◆ What you will do:
When a line below contains the word "Expression", copy that line.

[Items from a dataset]
◇ ◇ ◇
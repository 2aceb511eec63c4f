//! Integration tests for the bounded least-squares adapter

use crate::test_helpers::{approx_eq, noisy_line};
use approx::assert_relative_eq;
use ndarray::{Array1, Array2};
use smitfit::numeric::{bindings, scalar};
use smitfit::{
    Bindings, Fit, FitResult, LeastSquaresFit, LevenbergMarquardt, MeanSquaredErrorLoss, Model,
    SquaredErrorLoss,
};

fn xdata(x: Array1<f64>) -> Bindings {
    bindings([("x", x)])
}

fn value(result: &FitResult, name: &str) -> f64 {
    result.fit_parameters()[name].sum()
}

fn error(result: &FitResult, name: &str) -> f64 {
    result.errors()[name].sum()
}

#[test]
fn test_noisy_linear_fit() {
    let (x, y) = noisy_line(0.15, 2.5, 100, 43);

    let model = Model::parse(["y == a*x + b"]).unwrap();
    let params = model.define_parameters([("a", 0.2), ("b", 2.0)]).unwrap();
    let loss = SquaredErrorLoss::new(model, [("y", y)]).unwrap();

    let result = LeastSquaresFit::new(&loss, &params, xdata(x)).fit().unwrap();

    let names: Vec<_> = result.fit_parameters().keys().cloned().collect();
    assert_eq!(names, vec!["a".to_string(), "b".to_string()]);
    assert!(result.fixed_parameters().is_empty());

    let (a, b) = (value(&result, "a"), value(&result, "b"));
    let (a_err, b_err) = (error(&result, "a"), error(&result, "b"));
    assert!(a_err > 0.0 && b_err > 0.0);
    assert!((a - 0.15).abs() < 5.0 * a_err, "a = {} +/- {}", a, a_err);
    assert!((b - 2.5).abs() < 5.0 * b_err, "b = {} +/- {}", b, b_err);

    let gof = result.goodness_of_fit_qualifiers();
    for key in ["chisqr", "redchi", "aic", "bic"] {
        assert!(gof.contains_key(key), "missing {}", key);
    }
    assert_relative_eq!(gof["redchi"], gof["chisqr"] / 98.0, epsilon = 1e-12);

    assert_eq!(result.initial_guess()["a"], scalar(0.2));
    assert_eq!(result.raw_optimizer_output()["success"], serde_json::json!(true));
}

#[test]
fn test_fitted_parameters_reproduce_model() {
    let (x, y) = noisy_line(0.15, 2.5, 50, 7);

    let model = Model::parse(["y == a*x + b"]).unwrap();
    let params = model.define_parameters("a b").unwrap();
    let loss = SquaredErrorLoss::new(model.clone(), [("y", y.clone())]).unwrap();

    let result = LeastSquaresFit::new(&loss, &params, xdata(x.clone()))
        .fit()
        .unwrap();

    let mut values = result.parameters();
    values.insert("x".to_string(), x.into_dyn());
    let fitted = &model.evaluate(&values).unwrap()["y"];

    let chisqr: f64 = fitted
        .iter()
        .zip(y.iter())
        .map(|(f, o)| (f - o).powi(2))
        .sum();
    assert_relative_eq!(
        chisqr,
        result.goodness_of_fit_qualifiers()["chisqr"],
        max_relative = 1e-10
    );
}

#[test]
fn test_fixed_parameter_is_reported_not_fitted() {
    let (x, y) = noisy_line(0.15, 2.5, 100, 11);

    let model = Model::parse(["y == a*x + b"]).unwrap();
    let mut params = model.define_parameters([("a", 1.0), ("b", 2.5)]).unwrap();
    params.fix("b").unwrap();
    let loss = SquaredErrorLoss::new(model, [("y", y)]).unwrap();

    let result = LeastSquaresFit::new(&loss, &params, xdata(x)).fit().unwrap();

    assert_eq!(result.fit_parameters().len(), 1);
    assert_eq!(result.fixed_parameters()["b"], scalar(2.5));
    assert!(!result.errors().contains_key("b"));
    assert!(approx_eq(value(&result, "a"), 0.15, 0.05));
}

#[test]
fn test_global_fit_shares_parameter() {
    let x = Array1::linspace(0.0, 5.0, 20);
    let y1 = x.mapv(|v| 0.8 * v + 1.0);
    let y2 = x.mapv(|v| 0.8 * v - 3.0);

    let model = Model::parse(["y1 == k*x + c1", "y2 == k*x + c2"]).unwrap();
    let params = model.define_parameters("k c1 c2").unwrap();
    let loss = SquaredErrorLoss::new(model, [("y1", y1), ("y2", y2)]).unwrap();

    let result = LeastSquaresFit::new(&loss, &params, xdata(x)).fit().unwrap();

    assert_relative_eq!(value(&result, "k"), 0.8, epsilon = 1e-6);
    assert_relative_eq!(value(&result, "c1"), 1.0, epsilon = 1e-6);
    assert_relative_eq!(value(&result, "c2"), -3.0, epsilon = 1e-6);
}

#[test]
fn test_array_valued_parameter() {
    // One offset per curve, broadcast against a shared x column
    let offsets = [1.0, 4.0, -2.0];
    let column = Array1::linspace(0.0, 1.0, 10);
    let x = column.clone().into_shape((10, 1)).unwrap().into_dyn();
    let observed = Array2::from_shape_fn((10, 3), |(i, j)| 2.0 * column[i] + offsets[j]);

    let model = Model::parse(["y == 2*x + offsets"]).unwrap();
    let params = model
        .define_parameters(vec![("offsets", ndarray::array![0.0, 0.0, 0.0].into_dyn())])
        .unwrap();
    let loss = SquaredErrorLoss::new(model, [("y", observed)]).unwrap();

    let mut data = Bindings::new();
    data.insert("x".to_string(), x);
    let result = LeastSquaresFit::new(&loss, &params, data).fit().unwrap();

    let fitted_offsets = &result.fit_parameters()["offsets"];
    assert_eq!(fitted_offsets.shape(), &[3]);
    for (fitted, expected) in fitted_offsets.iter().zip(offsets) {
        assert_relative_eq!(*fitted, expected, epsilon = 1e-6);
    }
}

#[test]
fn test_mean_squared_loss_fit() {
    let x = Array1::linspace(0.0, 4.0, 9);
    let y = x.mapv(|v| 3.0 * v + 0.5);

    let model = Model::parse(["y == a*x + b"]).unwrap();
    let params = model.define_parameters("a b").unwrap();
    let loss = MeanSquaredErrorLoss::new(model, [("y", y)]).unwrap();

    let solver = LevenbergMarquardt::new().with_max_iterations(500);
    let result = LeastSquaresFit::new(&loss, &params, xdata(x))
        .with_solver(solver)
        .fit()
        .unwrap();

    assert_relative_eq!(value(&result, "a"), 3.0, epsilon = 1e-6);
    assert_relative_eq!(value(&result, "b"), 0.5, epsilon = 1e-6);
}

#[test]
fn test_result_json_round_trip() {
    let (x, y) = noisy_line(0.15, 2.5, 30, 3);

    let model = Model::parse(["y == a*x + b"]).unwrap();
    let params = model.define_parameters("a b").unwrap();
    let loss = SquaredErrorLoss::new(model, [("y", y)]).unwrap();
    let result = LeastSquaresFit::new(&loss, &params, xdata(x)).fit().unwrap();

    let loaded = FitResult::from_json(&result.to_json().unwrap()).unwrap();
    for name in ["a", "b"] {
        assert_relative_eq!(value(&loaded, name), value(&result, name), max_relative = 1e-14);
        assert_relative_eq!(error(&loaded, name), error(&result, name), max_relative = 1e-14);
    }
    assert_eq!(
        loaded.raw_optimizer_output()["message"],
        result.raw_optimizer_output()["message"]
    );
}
◇ ◇ ◇
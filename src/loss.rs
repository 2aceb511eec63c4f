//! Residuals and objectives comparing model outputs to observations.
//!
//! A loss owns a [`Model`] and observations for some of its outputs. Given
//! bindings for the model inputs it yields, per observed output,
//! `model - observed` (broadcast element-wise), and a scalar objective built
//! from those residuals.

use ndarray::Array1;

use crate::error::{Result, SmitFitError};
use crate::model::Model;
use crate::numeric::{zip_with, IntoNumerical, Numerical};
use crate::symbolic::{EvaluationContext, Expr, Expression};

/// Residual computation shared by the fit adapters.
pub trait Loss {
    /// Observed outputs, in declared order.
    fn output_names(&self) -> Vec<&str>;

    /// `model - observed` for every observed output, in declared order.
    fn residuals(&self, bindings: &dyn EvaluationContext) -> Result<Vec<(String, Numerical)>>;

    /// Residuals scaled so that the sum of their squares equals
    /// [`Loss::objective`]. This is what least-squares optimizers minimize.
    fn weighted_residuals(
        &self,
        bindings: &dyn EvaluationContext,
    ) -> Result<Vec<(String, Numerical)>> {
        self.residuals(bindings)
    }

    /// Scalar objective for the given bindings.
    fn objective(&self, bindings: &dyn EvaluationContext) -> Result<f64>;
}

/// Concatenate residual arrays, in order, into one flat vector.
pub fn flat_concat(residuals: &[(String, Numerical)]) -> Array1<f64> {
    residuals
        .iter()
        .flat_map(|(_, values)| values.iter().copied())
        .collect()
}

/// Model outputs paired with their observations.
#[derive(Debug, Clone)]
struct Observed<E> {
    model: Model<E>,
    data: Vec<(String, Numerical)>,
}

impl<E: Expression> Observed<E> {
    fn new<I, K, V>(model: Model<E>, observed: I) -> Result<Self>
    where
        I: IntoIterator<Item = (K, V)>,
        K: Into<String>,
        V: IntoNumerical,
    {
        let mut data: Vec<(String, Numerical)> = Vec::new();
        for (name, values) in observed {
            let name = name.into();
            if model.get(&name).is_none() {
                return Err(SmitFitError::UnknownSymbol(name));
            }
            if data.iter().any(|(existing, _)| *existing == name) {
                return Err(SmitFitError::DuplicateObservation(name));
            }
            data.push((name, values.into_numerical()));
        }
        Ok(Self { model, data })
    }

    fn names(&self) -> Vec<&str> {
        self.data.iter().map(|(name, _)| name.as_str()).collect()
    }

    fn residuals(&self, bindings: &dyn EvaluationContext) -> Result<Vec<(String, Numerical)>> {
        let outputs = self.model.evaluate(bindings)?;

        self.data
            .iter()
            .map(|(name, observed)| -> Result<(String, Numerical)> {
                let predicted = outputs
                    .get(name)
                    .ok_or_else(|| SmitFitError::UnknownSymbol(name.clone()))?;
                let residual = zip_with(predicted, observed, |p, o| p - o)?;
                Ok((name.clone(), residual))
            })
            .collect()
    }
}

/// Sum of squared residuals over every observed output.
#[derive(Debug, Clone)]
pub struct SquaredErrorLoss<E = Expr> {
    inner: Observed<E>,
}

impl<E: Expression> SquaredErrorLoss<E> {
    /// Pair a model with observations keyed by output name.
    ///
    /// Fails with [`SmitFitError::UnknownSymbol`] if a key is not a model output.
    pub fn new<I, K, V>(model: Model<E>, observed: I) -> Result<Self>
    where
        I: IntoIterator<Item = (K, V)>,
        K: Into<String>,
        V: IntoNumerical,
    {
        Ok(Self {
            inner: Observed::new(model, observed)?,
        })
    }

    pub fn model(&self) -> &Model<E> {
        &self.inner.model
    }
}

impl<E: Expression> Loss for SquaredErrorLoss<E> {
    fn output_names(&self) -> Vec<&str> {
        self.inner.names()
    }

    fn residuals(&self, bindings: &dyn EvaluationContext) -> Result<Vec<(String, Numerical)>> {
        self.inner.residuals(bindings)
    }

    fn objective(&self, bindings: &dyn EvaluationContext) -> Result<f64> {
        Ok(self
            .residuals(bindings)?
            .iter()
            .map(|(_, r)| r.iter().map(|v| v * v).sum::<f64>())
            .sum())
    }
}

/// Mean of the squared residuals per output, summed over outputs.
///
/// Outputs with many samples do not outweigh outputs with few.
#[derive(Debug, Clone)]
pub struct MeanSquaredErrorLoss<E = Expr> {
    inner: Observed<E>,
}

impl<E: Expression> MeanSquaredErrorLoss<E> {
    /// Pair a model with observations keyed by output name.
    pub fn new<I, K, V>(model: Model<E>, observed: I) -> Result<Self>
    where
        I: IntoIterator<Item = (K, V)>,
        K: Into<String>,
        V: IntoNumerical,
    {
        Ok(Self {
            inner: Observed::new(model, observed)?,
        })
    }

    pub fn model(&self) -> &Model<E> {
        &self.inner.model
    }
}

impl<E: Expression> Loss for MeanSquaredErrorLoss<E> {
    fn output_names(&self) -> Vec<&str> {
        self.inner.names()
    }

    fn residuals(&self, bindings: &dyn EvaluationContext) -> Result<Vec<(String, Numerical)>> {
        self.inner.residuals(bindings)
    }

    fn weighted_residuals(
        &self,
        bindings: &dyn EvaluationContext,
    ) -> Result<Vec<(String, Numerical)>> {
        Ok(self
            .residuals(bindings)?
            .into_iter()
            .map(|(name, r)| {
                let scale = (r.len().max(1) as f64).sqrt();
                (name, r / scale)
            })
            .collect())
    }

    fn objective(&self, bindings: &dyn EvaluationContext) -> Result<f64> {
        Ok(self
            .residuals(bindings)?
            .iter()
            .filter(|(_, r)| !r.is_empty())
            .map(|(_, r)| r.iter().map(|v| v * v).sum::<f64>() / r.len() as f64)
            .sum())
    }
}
◇ ◇ ◇
◆ Exercise solution:
use crate::symbolic::{EvaluationContext, Expr, Expression};
impl<E: Expression> Observed<E> {
impl<E: Expression> SquaredErrorLoss<E> {
impl<E: Expression> Loss for SquaredErrorLoss<E> {
impl<E: Expression> MeanSquaredErrorLoss<E> {
impl<E: Expression> Loss for MeanSquaredErrorLoss<E> {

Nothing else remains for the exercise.